What was the inspiration for this performance?
The show is based on the astonishing true tale of a blind man, Nicholas Saunderson who has been virtually forgotten. The great musicals tend to be about big themes and Saunderson's story is certainly that.  He was a genius mathematician but that's almost secondary.  It's his character that makes his story so inspiring. The man had nothing in his favour.  

He'd lost his eyes as a one year old, Braille didn't yet exist, he came from a tiny village in the middle of nowhere, and yet he refused to
accept his lot.  No Horizon is about a dream, it's about courage, passion and love.  And it's about taking on the world.  It pretty much demanded to be written.
How did you go about gathering the team for it?

Originally, I teamed up with Max Reid, a businessman with a passion for the arts in order to produce the show. We've had a shared goal about making a success of this and had to show some fair determination along the way - we've taken some inspiration from the subject of the show there! We've worked hard to assemble a great team, onstage and off.  

Our intention is to bring a great show to the audience that will inspire and move them so we have taken no short cuts.  The 'hands on' people have been doing a great job but we've also attracted the attention of some other influential people along the way.  David Blunkett has been a big supporter, Elaine Paige has plugged one of the tracks from the show on air and Chris Evans billed No Horizon as 'The Yorkshire Les Mis' during his Radio 2 Breakfast Show.
How did you become interested in making performance?

In education first and foremost.  I've written quite extensively in that area and you see the power of the arts close up.  The effects are magnified with children.  Writing for adults is an extension of that and through music it's possible to reach emotions in a very deep way; perhaps as children experience them.  

We've had some really positive feedback from 'try-out' performances and No Horizon really does seem to move people, as well as inspiring.  We are really encouraged.
Was your process typical of the way that you make a performance?

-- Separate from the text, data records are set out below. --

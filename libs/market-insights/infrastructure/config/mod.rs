use serde::{Deserialize, Serialize};
use std::path::{Path, PathBuf};
use std::time::Duration;
use thiserror::Error;
use tracing::info;

#[derive(Error, Debug)]
pub enum ConfigError {
    #[error("Failed to load config file: {0}")]
    FileError(#[from] std::io::Error),

    #[error("Failed to parse YAML: {0}")]
    YamlError(#[from] serde_yaml::Error),

    #[error("Invalid configuration: {0}")]
    ValidationError(String),
}

pub type Result<T> = std::result::Result<T, ConfigError>;

/// Analytics backend settings
#[derive(Debug, Clone, Serialize, Deserialize)]
pub struct ApiConfig {
    pub base_url: String,
    /// Upper bound for every forecast / analysis request
    #[serde(default = "default_request_timeout")]
    pub request_timeout_secs: u64,
}

impl ApiConfig {
    pub fn request_timeout(&self) -> Duration {
        Duration::from_secs(self.request_timeout_secs)
    }
}

/// Where persisted records live
#[derive(Debug, Clone, Default, Serialize, Deserialize)]
pub struct StorageConfig {
    /// JSON file path. Without one the storage area is in-memory only.
    #[serde(default)]
    pub path: Option<PathBuf>,
}

/// Dashboard sync configuration
#[derive(Debug, Clone, Serialize, Deserialize)]
pub struct DashboardConfig {
    pub api: ApiConfig,
    #[serde(default)]
    pub storage: StorageConfig,
    /// Log level (error, warn, info, debug, trace)
    #[serde(default = "default_log_level")]
    pub log_level: String,
    #[serde(default = "default_heartbeat_interval")]
    pub heartbeat_interval_secs: u64,
}

fn default_request_timeout() -> u64 {
    30
}

fn default_log_level() -> String {
    "info".to_string()
}

fn default_heartbeat_interval() -> u64 {
    300
}

impl DashboardConfig {
    /// Load configuration from a YAML file, then apply `.env` / environment overrides
    pub fn load(config_path: impl AsRef<Path>) -> Result<Self> {
        let yaml_content = std::fs::read_to_string(config_path)?;
        Self::from_yaml(&yaml_content)
    }

    /// Parse configuration from YAML text, then apply environment overrides
    pub fn from_yaml(yaml: &str) -> Result<Self> {
        let mut config: DashboardConfig = serde_yaml::from_str(yaml)?;

        // Don't fail if .env doesn't exist
        dotenv::dotenv().ok();
        config.apply_env_overrides();

        config.validate()?;
        Ok(config)
    }

    fn apply_env_overrides(&mut self) {
        if let Ok(url) = std::env::var("DASHBOARD_API_URL") {
            info!("Overriding API base URL from environment variable");
            self.api.base_url = url;
        }
        if let Ok(path) = std::env::var("DASHBOARD_STORAGE_PATH") {
            info!("Overriding storage path from environment variable");
            self.storage.path = Some(PathBuf::from(path));
        }
        if let Ok(level) = std::env::var("DASHBOARD_LOG_LEVEL") {
            self.log_level = level;
        }
    }

    fn validate(&self) -> Result<()> {
        if self.api.base_url.is_empty() {
            return Err(ConfigError::ValidationError(
                "api.base_url cannot be empty".to_string(),
            ));
        }
        if !self.api.base_url.starts_with("http://") && !self.api.base_url.starts_with("https://") {
            return Err(ConfigError::ValidationError(
                "api.base_url must start with http:// or https://".to_string(),
            ));
        }
        if self.api.request_timeout_secs == 0 {
            return Err(ConfigError::ValidationError(
                "api.request_timeout_secs must be greater than 0".to_string(),
            ));
        }
        if self.heartbeat_interval_secs == 0 {
            return Err(ConfigError::ValidationError(
                "heartbeat_interval_secs must be greater than 0".to_string(),
            ));
        }
        let valid_levels = ["error", "warn", "info", "debug", "trace"];
        if !valid_levels.contains(&self.log_level.to_lowercase().as_str()) {
            return Err(ConfigError::ValidationError(format!(
                "log_level must be one of: {}",
                valid_levels.join(", ")
            )));
        }
        Ok(())
    }

    /// Log configuration summary
    pub fn log(&self) {
        info!("Configuration loaded:");
        info!("  API base URL: {}", self.api.base_url);
        info!("  Request timeout: {} seconds", self.api.request_timeout_secs);
        match &self.storage.path {
            Some(path) => info!("  Storage: file {}", path.display()),
            None => info!("  Storage: in-memory"),
        }
        info!("  Log level: {}", self.log_level);
        info!("  Heartbeat: every {} seconds", self.heartbeat_interval_secs);
    }
}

In most ways yes, but in one significant way it's been different.  For Edinburgh, we wanted it to last no more than an hour and a half - people are on the move to different shows and we had to recognise that. There is such a lot of great story to tell that it has required a lot of discipline to keep the show to that length.  

It's been a good process though!  Every song and every word has a purpose.
What do you hope that the audience will experience?

We want audiences to come away moved and entertained.  It's a deeply touching story, and I don't think you can leave the theatre unaffected.  On top of that though, we want people to be inspired in their own lives.  Saunderson's tale can bring hope where there is none.  It shines a light on what is possible.  
What strategies did you consider towards shaping this audience experience?
It's musical theatre so, for me, first and foremost it's about music that can touch people.  I hope  I've achieved that.  It's a highly accessible story so I've kept the music highly accessible too - nothing avant-garde, a focus on memorable and emotive tunes that people can relate to.
Do you see your work within any particular tradition?

Perhaps Chris Evans summed it up best: A Yorkshire Les Mis.  I think 
No Horizon is certainly not derivative, but in style and music, it's not far away from Les Mis.  More that than Starlight Express!!